For almost as long as I can remember, people in and around retailing have been wondering where all the creative talent has gone. I can distinctly remember one conversation about whether the rise of cookie cutter chain stores would spell the end for "merchant princes." (Yes, that was the term used.)

I recalled that particular conversation based on an insight from Lee Peterson, EVP creative services, WD Partners, shared on this site yesterday. He wrote, "The retail industry has been systematically eliminating (or driving off) what I would call 'natural' talent for years. Requirements for staff to have MBAs, the hiring of former CFOs as CEOs and the focus on data more than instinct are just a few of the factors that have caused that. People like Mickey Drexler, Grace Nichols or Les Wexner would have no chance in today's retail leadership scenarios."

While not directly applicable, I also thought about a Domino's commercial that introduced three employees that pursued art outside the workplace. One was watercolorist, another a glass blower and the third a muralist. The point of the commercial was to connect the talent these individuals display outside Domino's with the chain's hand crafted pan pizzas.
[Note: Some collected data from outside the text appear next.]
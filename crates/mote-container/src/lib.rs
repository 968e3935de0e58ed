//! Structure-of-arrays particle storage for Mote.
//!
//! A [`ParticleContainer`] owns one buffer per enabled schema slot and
//! keeps every buffer the same length, so particle `i` lives at index `i`
//! of each of them. Features access particle data through typed streams
//! borrowed from the container.
//!
//! # Architecture
//!
//! ```text
//! ParticleContainer
//! ├── Arc<Schema> (slot layout, shared by every container of the emitter type)
//! ├── FieldSet (enabled slots)
//! ├── FieldBuffer × slot_count (Vec<u64>-backed, zero-initialized, optional)
//! └── counters: live, spawn_begin, spawn_end, capacity, next_spawn_id
//! ```
//!
//! # Lifecycle of a frame
//!
//! 1. [`ParticleContainer::add_particles`] stages newborns on a group
//!    boundary and writes the built-in fields.
//! 2. Init features write the staged range through streams.
//! 3. [`ParticleContainer::reset_spawned_particles`] folds them into the
//!    live range.
//! 4. Update features run over [`ParticleContainer::live_range`], possibly
//!    in parallel over disjoint group ranges.
//! 5. [`ParticleContainer::remove_particles`] compacts the dead away.

#![deny(missing_docs)]
#![deny(rustdoc::broken_intra_doc_links)]
#![forbid(unsafe_code)]

mod buffer;
mod compaction;
pub mod config;
pub mod container;
pub mod error;
pub mod stream;

pub use compaction::ParticleRemap;
pub use config::ContainerConfig;
pub use container::{ParticleContainer, SpawnEntry};
pub use error::ContainerError;
pub use stream::{
    QuatRwStream, QuatStream, ReadStream, ReadWriteStream, StreamAccess, Vec3RwStream, Vec3Stream,
};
I have to admit that after seeing the spot, I wondered if people bought the message. Terms like creativity, artisanal and hand-crafted are not what come to mind when I think of Domino's. Cookie (er, pizza) cutter is a term that does.

[Image: The Watercolorist]


Discussion Questions:

Do you agree that much of the natural retail talent in society is finding work in other industries? What must retailers do to attract and retain the next generation of merchants?

While we value unfettered opinion, we urge you to show respect and courtesy for people or companies about whom you comment. Keep in mind that this is a public, professional business discussion. RetailWire reserves the right to edit or refuse the publication of remarks that we deem unsuitable. We may also correct for unintended spelling and grammatical errors.

Instant Poll:

Do you agree or disagree that retail industry employment practices have been driving off natural talent for years?


I totally agree with Lee on this. Of all the cool or sexy industries that young people or students would likely name as being of interest to them, I don't see retail on the list. Maybe as a near-term job, Apple stores or a couple of surf/skateboard chains, but still they would mostly be sales help in those places with no path anywhere. Someone with creative interests or wanting to challenge themselves will look to other industries.

The only hope of changing this in my view is to break the heavy top-down hierarchy and move creativity and individualism to individual stores where management/staff can run their own ship more. While this is unlikely due to the nature of supply chains and merchandise acquisition, doing so might not only attract more creative long-term help, but create better brick-and-mortar customer experiences.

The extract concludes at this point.